§ **WHAT IS NEEDED**: Each line of the listing below that includes "PartialEq" should be reported.
* * * * *
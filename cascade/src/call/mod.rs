//! Voice call cascade

pub mod controller;
pub mod hangup;

pub use controller::{CallController, CallEvent, DigitsOutcome, InitiateOutcome, SharedCallController};
pub use hangup::classify_hangup;
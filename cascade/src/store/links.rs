//! Watcher and watcher-link repository
//!
//! The registration subsystem owns these rows; the cascade only reads them.
//! The upsert helpers exist so that subsystem (and tests) can seed data.

use rusqlite::{params, Connection, OptionalExtension, Row};

use super::types::{LinkStatus, Watcher, WatcherLink};
use super::StoreResult;

const LINK_COLUMNS: &str = "subject_id, watcher_id, status, priority, ring_timeout_sec, \
                            max_retries, retry_backoff_sec, chat_enabled, call_enabled";

fn watcher_from_row(row: &Row<'_>) -> rusqlite::Result<Watcher> {
    Ok(Watcher {
        watcher_id: row.get(0)?,
        chat_id: row.get(1)?,
        phone_number: row.get(2)?,
    })
}

fn link_from_row(row: &Row<'_>) -> rusqlite::Result<(WatcherLink, String)> {
    let status: String = row.get(2)?;
    Ok((
        WatcherLink {
            subject_id: row.get(0)?,
            watcher_id: row.get(1)?,
            status: LinkStatus::Active,
            priority: row.get(3)?,
            ring_timeout_sec: row.get(4)?,
            max_retries: row.get(5)?,
            retry_backoff_sec: row.get(6)?,
            chat_enabled: row.get(7)?,
            call_enabled: row.get(8)?,
        },
        status,
    ))
}

fn finish_link((mut link, status): (WatcherLink, String)) -> StoreResult<WatcherLink> {
    link.status = LinkStatus::parse(&status)?;
    Ok(link)
}

/// Insert or replace a watcher contact card
pub fn upsert_watcher(conn: &Connection, watcher: &Watcher) -> StoreResult<()> {
    conn.execute(
        "INSERT INTO watchers (watcher_id, chat_id, phone_number) VALUES (?1, ?2, ?3)
         ON CONFLICT(watcher_id) DO UPDATE SET chat_id = excluded.chat_id,
                                               phone_number = excluded.phone_number",
        params![watcher.watcher_id, watcher.chat_id, watcher.phone_number],
    )?;
    Ok(())
}

pub fn get_watcher(conn: &Connection, watcher_id: &str) -> StoreResult<Option<Watcher>> {
    Ok(conn
        .query_row(
            "SELECT watcher_id, chat_id, phone_number FROM watchers WHERE watcher_id = ?1",
            params![watcher_id],
            watcher_from_row,
        )
        .optional()?)
}

/// Resolve the watcher behind a chat id (inbound chat replies)
pub fn find_watcher_by_chat(conn: &Connection, chat_id: &str) -> StoreResult<Option<Watcher>> {
    Ok(conn
        .query_row(
            "SELECT watcher_id, chat_id, phone_number FROM watchers WHERE chat_id = ?1",
            params![chat_id],
            watcher_from_row,
        )
        .optional()?)
}

/// Insert or replace a subject → watcher link
pub fn upsert_link(conn: &Connection, link: &WatcherLink) -> StoreResult<()> {
    conn.execute(
        &format!(
            "INSERT INTO watcher_links ({LINK_COLUMNS}) VALUES (?1, ?2, ?3, ?4, ?5, ?6, ?7, ?8, ?9)
             ON CONFLICT(subject_id, watcher_id) DO UPDATE SET
               status = excluded.status,
               priority = excluded.priority,
               ring_timeout_sec = excluded.ring_timeout_sec,
               max_retries = excluded.max_retries,
               retry_backoff_sec = excluded.retry_backoff_sec,
               chat_enabled = excluded.chat_enabled,
               call_enabled = excluded.call_enabled"
        ),
        params![
            link.subject_id,
            link.watcher_id,
            link.status.as_str(),
            link.priority,
            link.ring_timeout_sec,
            link.max_retries,
            link.retry_backoff_sec,
            link.chat_enabled,
            link.call_enabled,
        ],
    )?;
    Ok(())
}

pub fn get_link(conn: &Connection, subject_id: &str, watcher_id: &str) -> StoreResult<Option<WatcherLink>> {
    conn.query_row(
        &format!("SELECT {LINK_COLUMNS} FROM watcher_links WHERE subject_id = ?1 AND watcher_id = ?2"),
        params![subject_id, watcher_id],
        link_from_row,
    )
    .optional()?
    .map(finish_link)
    .transpose()
}

/// Active links for a subject in escalation order (priority ascending)
pub fn active_links_for_subject(conn: &Connection, subject_id: &str) -> StoreResult<Vec<WatcherLink>> {
    let mut stmt = conn.prepare(&format!(
        "SELECT {LINK_COLUMNS} FROM watcher_links
         WHERE subject_id = ?1 AND status = 'active'
         ORDER BY priority ASC, watcher_id ASC"
    ))?;
    let rows = stmt.query_map(params![subject_id], link_from_row)?;
    rows.map(|r| finish_link(r?)).collect()
}
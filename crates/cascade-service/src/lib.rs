//! Service shell around the cascade engine
//!
//! - [`config`]: `ServiceConfig` (database, provider endpoints, webhook secrets)
//! - [`providers`]: reqwest clients implementing the engine's provider traits
//! - [`runtime`]: wiring and scheduler lifecycle
//! - [`telemetry`]: tracing subscriber setup

pub mod config;
pub mod providers;
pub mod runtime;
pub mod telemetry;

pub use config::{ProviderEndpoint, ServiceConfig};
pub use runtime::Runtime;
//! Incident escalation and notification cascade
//!
//! A subject raises a panic trigger; the engine opens an incident, fans out
//! chat messages and voice calls to the subject's linked watchers, and keeps
//! calling until someone acknowledges, the subject cancels, or every avenue
//! is used up.
//!
//! ```text
//!  trigger ─▶ incident ─▶ planner ─┬─▶ chat (outbox) ─────────────┐
//!                                  └─▶ call cascade ─▶ telephony  │
//!                                          ▲    │                 │
//!                        scheduler ────────┘    ▼                 ▼
//!                     (ring timeouts,      webhooks ─▶ inbox ─▶ ack / decline
//!                      retries, reminders)
//! ```
//!
//! # Modules
//!
//! - [`incident`]: the incident state machine and its transition table
//! - [`planner`]: ranks watchers and launches chat and call alerts
//! - [`call`]: per-attempt call control, retries and the incident ring cap
//! - [`scheduler`]: durable timers that survive restarts
//! - [`ledger`]: inbox/outbox idempotency for webhooks and provider sends
//! - [`ingress`]: webhook verification and decoding
//! - [`engine`]: wires the components together
//!
//! # Usage
//!
//! ```ignore
//! use std::sync::Arc;
//! use cascade::{CascadeConfig, Engine, Store, SystemClock};
//!
//! let store = Store::open("./cascade.sqlite")?.shared();
//! let engine = Engine::new(store, Arc::new(SystemClock), CascadeConfig::load(None)?, chat, telephony).shared();
//! let scheduler = engine.scheduler_runner().start().await?;
//! let outcome = engine.trigger("subject-42").await?;
//! ```

pub mod call;
pub mod clock;
pub mod config;
pub mod engine;
pub mod error;
pub mod events;
pub mod incident;
pub mod ingress;
pub mod intent;
pub mod ledger;
pub mod planner;
pub mod providers;
pub mod scheduler;
pub mod store;

pub use clock::{Clock, ManualClock, SharedClock, SystemClock};
pub use config::{CascadeConfig, ConfigError};
pub use engine::{Engine, IncidentReport, SharedEngine, WebhookOutcome};
pub use error::{CascadeError, CascadeResult};
pub use events::{CascadeEvent, EventBus, EventFilter};
pub use incident::TriggerOutcome;
pub use ingress::{Ingress, WebhookReply, WebhookRequest};
pub use providers::{CallControl, ChatButton, ChatSender, ProviderError, Telephony};
pub use scheduler::{SchedulerHandle, SchedulerRunner};
pub use store::{SharedStore, Store};
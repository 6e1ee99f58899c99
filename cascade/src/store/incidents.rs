//! Incident repository
//!
//! Every transition is a conditional update guarded by the current status, so
//! concurrent writers race safely: exactly one update affects the row.

use chrono::{DateTime, Utc};
use rusqlite::{params, Connection, OptionalExtension, Row};

use super::types::{new_id, Incident, IncidentStatus};
use super::{is_unique_violation, opt_time, StoreError, StoreResult};
use crate::clock::{from_millis, to_millis};

const COLUMNS: &str = "id, subject_id, status, created_at, acknowledged_by, ack_at, \
                       canceled_at, canceled_by, exhausted_at";

/// Outcome of inserting an active incident
#[derive(Debug, Clone, PartialEq, Eq)]
pub enum InsertOutcome {
    /// A new active incident was inserted
    Created(Incident),
    /// The subject already had an active incident
    Existing(Incident),
}

impl InsertOutcome {
    pub fn incident(&self) -> &Incident {
        match self {
            Self::Created(i) | Self::Existing(i) => i,
        }
    }

    pub fn into_parts(self) -> (Incident, bool) {
        match self {
            Self::Created(i) => (i, true),
            Self::Existing(i) => (i, false),
        }
    }
}

fn from_row(row: &Row<'_>) -> rusqlite::Result<(Incident, String)> {
    let status: String = row.get(2)?;
    Ok((
        Incident {
            id: row.get(0)?,
            subject_id: row.get(1)?,
            status: IncidentStatus::Active,
            created_at: from_millis(row.get(3)?),
            acknowledged_by: row.get(4)?,
            ack_at: opt_time(row.get(5)?),
            canceled_at: opt_time(row.get(6)?),
            canceled_by: row.get(7)?,
            exhausted_at: opt_time(row.get(8)?),
        },
        status,
    ))
}

fn finish((mut incident, status): (Incident, String)) -> StoreResult<Incident> {
    incident.status = IncidentStatus::parse(&status)?;
    Ok(incident)
}

/// Get an incident by id
pub fn get(conn: &Connection, id: &str) -> StoreResult<Option<Incident>> {
    conn.query_row(
        &format!("SELECT {COLUMNS} FROM incidents WHERE id = ?1"),
        params![id],
        from_row,
    )
    .optional()?
    .map(finish)
    .transpose()
}

/// The subject's active incident, if any
pub fn find_active_for_subject(conn: &Connection, subject_id: &str) -> StoreResult<Option<Incident>> {
    conn.query_row(
        &format!("SELECT {COLUMNS} FROM incidents WHERE subject_id = ?1 AND status = 'active'"),
        params![subject_id],
        from_row,
    )
    .optional()?
    .map(finish)
    .transpose()
}

/// All incidents of a subject, newest first
pub fn list_for_subject(conn: &Connection, subject_id: &str) -> StoreResult<Vec<Incident>> {
    let mut stmt = conn.prepare(&format!(
        "SELECT {COLUMNS} FROM incidents WHERE subject_id = ?1 ORDER BY created_at DESC"
    ))?;
    let rows = stmt.query_map(params![subject_id], from_row)?;
    rows.map(|r| finish(r?)).collect()
}

/// All active incidents, oldest first
pub fn list_active(conn: &Connection) -> StoreResult<Vec<Incident>> {
    let mut stmt = conn.prepare(&format!(
        "SELECT {COLUMNS} FROM incidents WHERE status = 'active' ORDER BY created_at ASC"
    ))?;
    let rows = stmt.query_map([], from_row)?;
    rows.map(|r| finish(r?)).collect()
}

/// Insert an active incident for the subject unless one already exists
///
/// The partial unique index is the arbiter: a concurrent insert that loses the
/// race re-reads and returns the winner.
pub fn insert_active(conn: &Connection, subject_id: &str, now: DateTime<Utc>) -> StoreResult<InsertOutcome> {
    if let Some(existing) = find_active_for_subject(conn, subject_id)? {
        return Ok(InsertOutcome::Existing(existing));
    }

    let id = new_id();
    let inserted = conn.execute(
        "INSERT INTO incidents (id, subject_id, status, created_at) VALUES (?1, ?2, 'active', ?3)",
        params![id, subject_id, to_millis(now)],
    );
    match inserted {
        Ok(_) => {
            let incident = get(conn, &id)?
                .ok_or_else(|| StoreError::Serialization(format!("incident {id} vanished after insert")))?;
            Ok(InsertOutcome::Created(incident))
        }
        Err(e) if is_unique_violation(&e) => {
            let existing = find_active_for_subject(conn, subject_id)?.ok_or(StoreError::Sqlite(e))?;
            Ok(InsertOutcome::Existing(existing))
        }
        Err(e) => Err(e.into()),
    }
}

/// `active → acknowledged`; true when this call made the transition
pub fn acknowledge(conn: &Connection, id: &str, watcher_id: &str, now: DateTime<Utc>) -> StoreResult<bool> {
    let changed = conn.execute(
        "UPDATE incidents SET status = 'acknowledged', acknowledged_by = ?2, ack_at = ?3
         WHERE id = ?1 AND status = 'active'",
        params![id, watcher_id, to_millis(now)],
    )?;
    Ok(changed == 1)
}

/// `active → canceled` (and `acknowledged → canceled` when allowed)
pub fn cancel(
    conn: &Connection,
    id: &str,
    by_whom: &str,
    now: DateTime<Utc>,
    allow_from_acknowledged: bool,
) -> StoreResult<bool> {
    let sql = if allow_from_acknowledged {
        "UPDATE incidents SET status = 'canceled', canceled_by = ?2, canceled_at = ?3
         WHERE id = ?1 AND status IN ('active', 'acknowledged')"
    } else {
        "UPDATE incidents SET status = 'canceled', canceled_by = ?2, canceled_at = ?3
         WHERE id = ?1 AND status = 'active'"
    };
    let changed = conn.execute(sql, params![id, by_whom, to_millis(now)])?;
    Ok(changed == 1)
}

/// `active → exhausted`
pub fn exhaust(conn: &Connection, id: &str, now: DateTime<Utc>) -> StoreResult<bool> {
    let changed = conn.execute(
        "UPDATE incidents SET status = 'exhausted', exhausted_at = ?2
         WHERE id = ?1 AND status = 'active'",
        params![id, to_millis(now)],
    )?;
    Ok(changed == 1)
}
//! Normalised webhook payloads
//!
//! Provider adapters translate their native callbacks into these shapes
//! before posting them to the engine.

use serde::{Deserialize, Serialize};

use crate::call::CallEvent;

#[derive(Debug, Clone, Copy, PartialEq, Eq, Serialize, Deserialize)]
#[serde(rename_all = "snake_case")]
pub enum CallEventKind {
    Answered,
    Digits,
    Hangup,
}

/// Telephony callback
#[derive(Debug, Clone, PartialEq, Eq, Serialize, Deserialize)]
pub struct CallWebhook {
    /// Provider's unique id for this delivery
    pub event_id: String,
    pub call_id: String,
    /// Attempt id echoed from the per-attempt webhook URL
    #[serde(default)]
    pub attempt_id: Option<String>,
    pub kind: CallEventKind,
    #[serde(default)]
    pub digits: Option<String>,
    #[serde(default)]
    pub cause: Option<String>,
}

impl CallWebhook {
    pub fn event(&self) -> CallEvent {
        match self.kind {
            CallEventKind::Answered => CallEvent::Answered,
            CallEventKind::Digits => CallEvent::Digits(self.digits.clone().unwrap_or_default()),
            CallEventKind::Hangup => CallEvent::Hangup {
                cause: self.cause.clone(),
            },
        }
    }
}

/// Chat reply or button press
#[derive(Debug, Clone, PartialEq, Eq, Serialize, Deserialize)]
pub struct ChatWebhook {
    pub event_id: String,
    pub chat_id: String,
    #[serde(default)]
    pub text: Option<String>,
    #[serde(default)]
    pub callback_data: Option<String>,
}

#[cfg(test)]
mod tests {
    use super::*;

    #[test]
    fn test_call_webhook_defaults() {
        let hook: CallWebhook =
            serde_json::from_str(r#"{"event_id":"e1","call_id":"c1","kind":"hangup","cause":"busy"}"#).unwrap();
        assert_eq!(hook.attempt_id, None);
        assert_eq!(
            hook.event(),
            CallEvent::Hangup {
                cause: Some("busy".into())
            }
        );
    }

    #[test]
    fn test_unknown_kind_is_rejected() {
        let parsed = serde_json::from_str::<CallWebhook>(r#"{"event_id":"e1","call_id":"c1","kind":"ringing"}"#);
        assert!(parsed.is_err());
    }
}
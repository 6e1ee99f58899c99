//! Mapping of provider hangup causes onto call results

use crate::store::CallResult;

/// Classify a hangup
///
/// `answered` reflects whether the callee picked up before the hangup; a
/// normal clearing then means the conversation ended, otherwise the phone
/// rang out.
pub fn classify_hangup(cause: Option<&str>, answered: bool) -> CallResult {
    let cause = cause.map(|c| c.trim().to_ascii_lowercase().replace(['-', ' '], "_"));
    match cause.as_deref() {
        Some("busy" | "user_busy" | "line_busy") => CallResult::Busy,
        Some(
            "no_answer" | "timeout" | "no_user_response" | "originator_cancel" | "ring_timeout" | "canceled",
        ) => CallResult::NoAnswer,
        Some(
            "failed" | "call_rejected" | "rejected" | "unallocated_number" | "invalid_number" | "network_error"
            | "error",
        ) => CallResult::Failed,
        Some("completed" | "normal_clearing" | "hangup") | None => {
            if answered {
                CallResult::Answered
            } else {
                CallResult::NoAnswer
            }
        }
        Some(_) if answered => CallResult::Answered,
        Some(_) => CallResult::Failed,
    }
}

#[cfg(test)]
mod tests {
    use super::*;

    #[test]
    fn test_busy_and_no_answer_variants() {
        assert_eq!(classify_hangup(Some("USER_BUSY"), false), CallResult::Busy);
        assert_eq!(classify_hangup(Some("no-answer"), false), CallResult::NoAnswer);
        assert_eq!(classify_hangup(Some("call rejected"), false), CallResult::Failed);
    }

    #[test]
    fn test_normal_clearing_depends_on_answer() {
        assert_eq!(classify_hangup(Some("normal_clearing"), true), CallResult::Answered);
        assert_eq!(classify_hangup(Some("normal_clearing"), false), CallResult::NoAnswer);
        assert_eq!(classify_hangup(None, false), CallResult::NoAnswer);
    }

    #[test]
    fn test_unknown_cause() {
        assert_eq!(classify_hangup(Some("cosmic_rays"), false), CallResult::Failed);
        assert_eq!(classify_hangup(Some("cosmic_rays"), true), CallResult::Answered);
    }
}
* * * * *
§ **TASK OUTPUT**:
#[derive(Debug, Clone, PartialEq, Eq)]
#[derive(Debug, Clone, Copy, PartialEq, Eq, Serialize, Deserialize)]
#[derive(Debug, Clone, PartialEq, Eq, Serialize, Deserialize)]
#[derive(Debug, Clone, PartialEq, Eq, Serialize, Deserialize)]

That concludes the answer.